Semangat YCAB Foundation dalam memberdayakan generasi muda dan mengangkat UMKM di Indonesia tidak pernah padam meski terjadi perubahan drastis di tahun 2020. Upaya membawa dampak merupakan sebuah kontinum yang dijunjung tinggi YCAB Foundation dan terus digambarkan meski di tengah pandemi.
Batik Indonesia telah diakui secara internasional sebagai kain sejarah peradaban manusia sejak masuk dalam daftar Intangible Cultural Heritage of Humanity oleh UNESCO pada tahun 2009. Selain sebagai kampanye budaya, ekspor batik juga berkontribusi terhadap pertumbuhan ekonomi nasional. Data Kementerian Perindustrian pada tahun 2020 mencatat nilai ekspor batik mencapai lebih dari 532,7 Juta dolar AS dan selama triwulan awal tahun 2021 mencapai sebesar 157,8 Juta dolar AS.
Perkenalkan Agung Prasetyo, kisah sukses Rumah Belajar Batik Pekalongan, yang tak lama kemudian menjadi buruh di sebuah perusahaan pembuat selendang untuk menghidupi keluarganya setelah ia lulus dengan Paket C yang setara dengan ijazah SMA.
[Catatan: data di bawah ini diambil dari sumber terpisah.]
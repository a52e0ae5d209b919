//! Serial console sink
//!
//! COM1 via the `uart_16550` crate, registered with printk during boot
//! so buffered log lines reach the outside world.

use alloc::boxed::Box;

use uart_16550::SerialPort;

use crate::printk::Console;

const COM1: u16 = 0x3F8;

/// Console adapter over the UART driver
pub struct SerialConsole {
    port: SerialPort,
}

impl Console for SerialConsole {
    fn write_bytes(&mut self, bytes: &[u8]) {
        for &byte in bytes {
            if byte == b'\n' {
                self.port.send(b'\r');
            }
            self.port.send(byte);
        }
    }
}

/// Initialize COM1 and return the console sink for registration
///
/// The console lives for the rest of the kernel's life.
///
/// # Safety
/// Must run exactly once, before any other use of the COM1 I/O ports.
pub unsafe fn init() -> &'static mut SerialConsole {
    let mut port = unsafe { SerialPort::new(COM1) };
    port.init();
    Box::leak(Box::new(SerialConsole { port }))
}
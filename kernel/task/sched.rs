//! Per-CPU round-robin scheduler
//!
//! One scheduler instance runs on each CPU, driving that CPU's run queue
//! and one-shot timer. Selection is strict round-robin: the first
//! `Normal` task from the queue front runs next, non-runnable tasks are
//! skipped in place, and the previously running task goes to the tail.
//! The timer is always armed within the preemption cap so the scheduler
//! is entered at least every 100 ms.
//!
//! Cross-CPU wakeups (`unblock`/`unsuspend`) go through the
//! [`SchedRegistry`], which finds the task by PID under the owning
//! queue's lock. A task currently executing on a CPU is not in any
//! queue, so every suspension parks the task in its queue first (the
//! voluntary reschedule interrupt) before a wakeup can name it.

use alloc::collections::VecDeque;
use alloc::sync::Arc;
use alloc::vec::Vec;

use spin::Mutex;

use crate::arch::{Platform, TrapFrame};
use crate::error::{KernelError, KernelResult};
use crate::mm::AddressSpace;
use crate::printkln;

use super::{Pid, Task, TaskState};

/// Preemption cap: the timer never sleeps longer than this
pub const MAX_TIMER_MS: u64 = 100;

/// Pending sleep or timeout
#[derive(Debug, Clone, Copy)]
pub struct TimerEntry {
    pub remaining_ms: u64,
    pub unblock_on_expire: bool,
    pub pid: Pid,
}

/// One CPU's run queue; blocked tasks stay queued and are skipped
pub type RunQueue<A> = Mutex<VecDeque<Task<A>>>;

/// Record of an exited task awaiting its parent
#[derive(Debug, Clone, Copy)]
pub struct ExitRecord {
    pub pid: Pid,
    pub parent: Pid,
    pub status: i32,
}

/// Pack a reaped child into a wait return value
pub fn encode_wait(pid: Pid, status: i32) -> u64 {
    (pid << 32) | status as u32 as u64
}

/// Split a wait return value back into (pid, status)
pub fn decode_wait(value: u64) -> (Pid, i32) {
    (value >> 32, value as u32 as i32)
}

/// Directory of every CPU's run queue plus process-wide exit records
///
/// Wakeups walk the queues under each queue's lock; references to tasks
/// never leave the lock, only PIDs travel between CPUs.
pub struct SchedRegistry<A: AddressSpace> {
    queues: Mutex<Vec<Arc<RunQueue<A>>>>,
    zombies: Mutex<Vec<ExitRecord>>,
}

impl<A: AddressSpace> SchedRegistry<A> {
    pub fn new() -> Arc<Self> {
        Arc::new(Self {
            queues: Mutex::new(Vec::new()),
            zombies: Mutex::new(Vec::new()),
        })
    }

    /// Create and register the run queue for a new CPU
    fn attach_queue(&self) -> Arc<RunQueue<A>> {
        let queue = Arc::new(Mutex::new(VecDeque::new()));
        self.queues.lock().push(queue.clone());
        queue
    }

    /// Run `f` on the queued task with this PID, if it exists
    fn with_task<R>(&self, pid: Pid, f: impl FnOnce(&mut Task<A>) -> R) -> Option<R> {
        let queues: Vec<_> = self.queues.lock().clone();
        for queue in queues {
            let mut queue = queue.lock();
            if let Some(task) = queue.iter_mut().find(|t| t.pid == pid) {
                return Some(f(task));
            }
        }
        None
    }

    /// Transition a `Blocked` task back to `Normal`
    ///
    /// Does not deliver a value: the task keeps whatever its return
    /// register held when it suspended.
    pub fn unblock(&self, pid: Pid) -> bool {
        self.with_task(pid, |task| {
            if task.state == TaskState::Blocked {
                task.state = TaskState::Normal;
                true
            } else {
                false
            }
        })
        .unwrap_or(false)
    }

    /// Wake a suspended task and place `value` in its return register
    pub fn unsuspend(&self, pid: Pid, value: u64) -> bool {
        self.with_task(pid, |task| {
            if matches!(task.state, TaskState::Blocked | TaskState::WaitingForChild) {
                task.frame.rax = value;
                task.state = TaskState::Normal;
                true
            } else {
                false
            }
        })
        .unwrap_or(false)
    }

    /// Wake `parent` iff it is waiting for a child; delivers the reaped
    /// child's PID and status
    fn wake_waiting_parent(&self, parent: Pid, child: Pid, status: i32) -> bool {
        self.with_task(parent, |task| {
            if task.state == TaskState::WaitingForChild {
                task.frame.rax = encode_wait(child, status);
                task.state = TaskState::Normal;
                true
            } else {
                false
            }
        })
        .unwrap_or(false)
    }

    /// Reap one zombie child of `parent`, if any
    pub fn take_zombie_of(&self, parent: Pid) -> Option<ExitRecord> {
        let mut zombies = self.zombies.lock();
        let index = zombies.iter().position(|z| z.parent == parent)?;
        Some(zombies.remove(index))
    }

    fn push_zombie(&self, record: ExitRecord) {
        self.zombies.lock().push(record);
    }
}

/// Per-CPU scheduler
///
/// Owns the CPU's platform surface (timer, TSS slot), its run queue, the
/// idle task, and the currently running task. Only ever called from
/// interrupt context with interrupts disabled, which serializes all
/// per-CPU state.
pub struct Scheduler<P: Platform, A: AddressSpace> {
    platform: P,
    registry: Arc<SchedRegistry<A>>,
    queue: Arc<RunQueue<A>>,
    /// The task whose frame is live on this CPU
    current: Option<Task<A>>,
    /// Idle task when it is not the one running
    idle: Option<Task<A>>,
    /// Save the outgoing frame on the next switch?
    restore_frame: bool,
    timer_entries: Vec<TimerEntry>,
    /// Milliseconds the one-shot was last armed with
    armed_ms: u64,
}

impl<P: Platform, A: AddressSpace> Scheduler<P, A> {
    /// Build this CPU's scheduler with its idle task
    ///
    /// The idle task gets its own empty address space and runs `idle_entry`
    /// in ring 0; it is selected only when nothing else is `Normal`.
    pub fn new(
        platform: P,
        registry: Arc<SchedRegistry<A>>,
        idle_entry: u64,
        idle_stack_top: u64,
    ) -> KernelResult<Self> {
        let idle_space = A::new()?;
        let idle = Task::new(idle_space, idle_entry, idle_stack_top, false, false)?;
        let queue = registry.attach_queue();
        Ok(Self {
            platform,
            registry,
            queue,
            current: Some(idle),
            idle: None,
            restore_frame: true,
            timer_entries: Vec::new(),
            armed_ms: 0,
        })
    }

    pub fn registry(&self) -> Arc<SchedRegistry<A>> {
        self.registry.clone()
    }

    pub fn current_pid(&self) -> Pid {
        self.current.as_ref().map(|t| t.pid).unwrap_or(0)
    }

    /// Run `f` against the currently executing task
    ///
    /// Syscall handlers use this for descriptor-table and address-space
    /// access; the task is exclusively owned by this CPU while current.
    pub fn with_current<R>(&mut self, f: impl FnOnce(&mut Task<A>) -> R) -> R {
        f(self.current.as_mut().expect("a task is always current"))
    }

    /// Append a task to this CPU's run queue
    pub fn enqueue(&mut self, task: Task<A>) {
        debug_assert_ne!(task.pid, 0);
        self.queue.lock().push_back(task);
    }

    /// Arm the one-shot to the closest pending expiry, capped for
    /// guaranteed preemption
    fn arm_timer(&mut self) {
        let mut closest = MAX_TIMER_MS;
        for entry in &self.timer_entries {
            closest = closest.min(entry.remaining_ms);
        }
        self.armed_ms = closest;
        self.platform.timer_arm_one_shot(closest);
    }

    /// Account elapsed time against pending entries; expire and wake
    fn update_timer_entries(&mut self) {
        let remaining = self.platform.timer_remaining_ms();
        let elapsed = self.armed_ms.saturating_sub(remaining);

        let mut index = self.timer_entries.len();
        while index > 0 {
            index -= 1;
            if self.timer_entries[index].remaining_ms <= elapsed {
                let entry = self.timer_entries.swap_remove(index);
                if entry.unblock_on_expire {
                    debug_assert_ne!(entry.pid, 0);
                    self.registry.unblock(entry.pid);
                }
            } else {
                self.timer_entries[index].remaining_ms -= elapsed;
            }
        }
    }

    /// Switch to the next runnable task
    ///
    /// Saves the outgoing frame (unless it was dropped by exit or the
    /// idle hand-off), pushes the outgoing task to the queue tail, pops
    /// the first `Normal` task, retargets the TSS syscall stack, and
    /// overwrites `frame` with the incoming task's saved state. The
    /// caller's `iretq` then resumes the chosen task.
    pub fn switch_to_next(&mut self, frame: &mut TrapFrame) {
        self.update_timer_entries();

        let outgoing = self.current.take().expect("a task is always current");
        {
            let queue = self.queue.clone();
            let mut queue = queue.lock();
            if self.restore_frame {
                let mut outgoing = outgoing;
                outgoing.frame = *frame;
                if outgoing.pid == 0 {
                    self.idle = Some(outgoing);
                } else {
                    queue.push_back(outgoing);
                }
            } else {
                self.restore_frame = true;
                if outgoing.pid == 0 {
                    self.idle = Some(outgoing);
                }
                // A non-idle task here has exited; dropping it releases
                // its address space, stacks and descriptors
            }

            let selected = queue
                .iter()
                .position(|t| t.state == TaskState::Normal)
                .and_then(|i| queue.remove(i));
            self.current = match selected {
                Some(task) => Some(task),
                None => {
                    // Nothing runnable: the idle task takes over and its
                    // frame is never saved
                    self.restore_frame = false;
                    Some(self.idle.take().expect("idle task is parked"))
                }
            };
        }

        self.arm_timer();

        let current = self.current.as_ref().expect("a task is always current");
        self.platform.set_syscall_stack(current.kstack.top());
        self.platform.set_tls_base(current.tls_base);
        *frame = current.frame;
        current.space.activate();
    }

    /// Voluntarily give up the CPU from inside a syscall handler
    ///
    /// Marks the current task `new_state` and raises the reschedule
    /// interrupt, which parks the task (frame and kernel stack intact)
    /// in the run queue. When a wakeup makes it `Normal` again and it is
    /// rescheduled, execution resumes here and the value `unsuspend`
    /// placed in the return register is handed back.
    pub fn suspend_syscall(&mut self, new_state: TaskState) -> u64 {
        {
            let current = self.current.as_mut().expect("a task is always current");
            debug_assert_eq!(current.state, TaskState::Normal);
            debug_assert_ne!(current.pid, 0);
            current.state = new_state;
        }
        let value = self.platform.raise_reschedule();
        debug_assert_eq!(
            self.current.as_ref().map(|t| t.state),
            Some(TaskState::Normal)
        );
        value
    }

    /// Block the current task until `ms` milliseconds pass
    pub fn sleep_current(&mut self, ms: u64) -> KernelResult<()> {
        let pid = self.current_pid();
        if ms == 0 || pid == 0 {
            return Err(KernelError::InvalidArgument);
        }
        self.timer_entries.push(TimerEntry {
            remaining_ms: ms,
            unblock_on_expire: true,
            pid,
        });
        self.suspend_syscall(TaskState::Blocked);
        Ok(())
    }

    /// Terminate the current task and switch away
    ///
    /// The dying task's frame is not saved. A parent already waiting is
    /// woken with the (pid, status) pair; otherwise an exit record is
    /// kept for a later `wait_for_child`.
    pub fn exit_current(&mut self, status: i32, frame: &mut TrapFrame) {
        let (pid, parent) = {
            let current = self.current.as_ref().expect("a task is always current");
            (current.pid, current.parent)
        };
        printkln!("task {} exited with status {}", pid, status);

        if !self.registry.wake_waiting_parent(parent, pid, status) {
            self.registry.push_zombie(ExitRecord {
                pid,
                parent,
                status,
            });
        }

        self.restore_frame = false;
        self.switch_to_next(frame);
    }

    /// Duplicate the current task; returns the child PID to the parent
    ///
    /// The child gets a deep copy of the userspace mappings, a copy of
    /// the descriptor table and allocator, and a byte copy of the
    /// parent's syscall stack: both tasks resume from the same frame,
    /// the child with 0 in its return register.
    pub fn fork_current(&mut self, frame: &TrapFrame) -> KernelResult<Pid> {
        let parent = self.current.as_ref().expect("a task is always current");
        let space = parent.space.duplicate()?;
        let mut child = Task::new(space, 0, 0, true, true)?;
        child.parent = parent.pid;
        child.fds = parent.fds.duplicate();
        child.uvm = parent.uvm.clone();
        child.tls_base = parent.tls_base;
        child.kstack.copy_from(&parent.kstack);
        child.frame = *frame;
        child.frame.rax = 0;

        let pid = child.pid;
        self.queue.lock().push_back(child);
        Ok(pid)
    }

    /// Reap a child: immediately if one already exited, else suspend
    /// until one does
    pub fn wait_for_child(&mut self) -> (Pid, i32) {
        let pid = self.current_pid();
        if let Some(record) = self.registry.take_zombie_of(pid) {
            return (record.pid, record.status);
        }
        let value = self.suspend_syscall(TaskState::WaitingForChild);
        decode_wait(value)
    }

    /// Load an ELF executable as a fresh task on this CPU's queue
    pub fn spawn_elf(
        &mut self,
        mounts: &crate::fs::MountTable,
        path: &str,
        user: bool,
    ) -> KernelResult<Pid> {
        let task = super::exec::spawn_from_elf(mounts, path, user)?;
        let pid = task.pid;
        self.enqueue(task);
        Ok(pid)
    }

    /// Acknowledge the timer interrupt after a preemption switch
    pub fn timer_interrupt_done(&mut self) {
        self.platform.timer_acknowledge();
    }

    /// Record the TLS base for the current task and program it
    pub fn set_current_tls(&mut self, addr: u64) {
        self.with_current(|task| task.tls_base = addr);
        self.platform.set_tls_base(addr);
    }

    #[cfg(test)]
    fn queued_pids(&self) -> Vec<Pid> {
        self.queue.lock().iter().map(|t| t.pid).collect()
    }
}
“Apa yang ditakdirkan akan sampai kepadamu, meski berada di bawah dua gunung.” — Pepatah ini sangat cocok dengan apa yang terjadi pada Agung. Saat tinggal di kota yang terkenal dengan produksi batik Pesisir dan Agung sudah mengenal batik sejak kecil, Agung awalnya tidak tertarik untuk mendalami dunia batik. YCAB Foundation bertujuan untuk berkontribusi lebih banyak dalam mencetak generasi muda yang terampil dan mandiri dari Rumah Belajar Batik, sekaligus melestarikan warisan budaya Indonesia.
“Suatu hari, saya bertemu Pak Pur di jalan. Saat itu Pak Pur sedang mencari siswa untuk belajar membatik. Kemudian beliau mengajak saya untuk bergabung dengan Rumah Belajar Batik,” kata Agung. Ternyata pertemuannya dengan Pak Pur hari itu adalah momen yang mengubah hidup Agung.
Awalnya, ibunya tidak setuju jika Agung harus kembali bersekolah, meninggalkan pekerjaannya, meninggalkan keluarga dengan penghasilan yang kurang. “Ketika saya berhenti bekerja, saya tidak bisa lagi menghidupi keluarga saya. Itu tidak banyak, tetapi saya selalu memberi orang tua saya uang setiap minggu. Untuk setiap kodi syal (20), saya mendapat delapan ribu rupiah dan saya bisa menyelesaikan paling banyak 4-5 kodi per hari. dia menambahkan.
Meski ditentang ibunya, Agung tetap bertahan dan melanjutkan perjalanannya di jagat batik. “Saya ingin bisa memproduksi batik karena saya bercita-cita menjadi pengusaha batik yang sukses.” Ucap Agung tulus.

Produk batik Agung mulai dikenal dan menarik banyak penikmat batik di Indonesia. Agung memiliki 20 karyawan dibawah binaannya, yang mayoritas adalah teman dan tetangganya, mewujudkan manifestasinya, memberikan manfaat berkelanjutan dan memberdayakan komunitasnya dari hasil usahanya.
Tahun ini, karya YCAB Foundation bergema di Jawa Barat, di mana Rumah Belajar Batik Tasikmalaya lahir dengan dukungan HSBC untuk mengatasi tingginya angka pengangguran dan putus sekolah di kota tersebut. Melihat urgensi di Tasikmalaya, Jawa Barat, mayoritas anak muda prasejahtera lebih memilih bekerja sebagai buruh pabrik daripada mengejar karir di bidang seni. Rumah Belajar Batik Tasikmalaya bertujuan untuk memberdayakan 3.000 pemuda dari komunitas marginal dengan keterampilan menjahit, kewirausahaan, dan literasi keuangan selain belajar kerajinan batik.
Kini Rumah Belajar Tasikmalaya telah dibuka dan nantinya, lulusan Rumah Belajar Tasikmalaya diharapkan memiliki pertumbuhan ekonomi yang berkelanjutan dan mungkin menciptakan lapangan kerja untuk menjaga siklus ekonomi yang sehat di Tasikmalaya, Jawa Barat.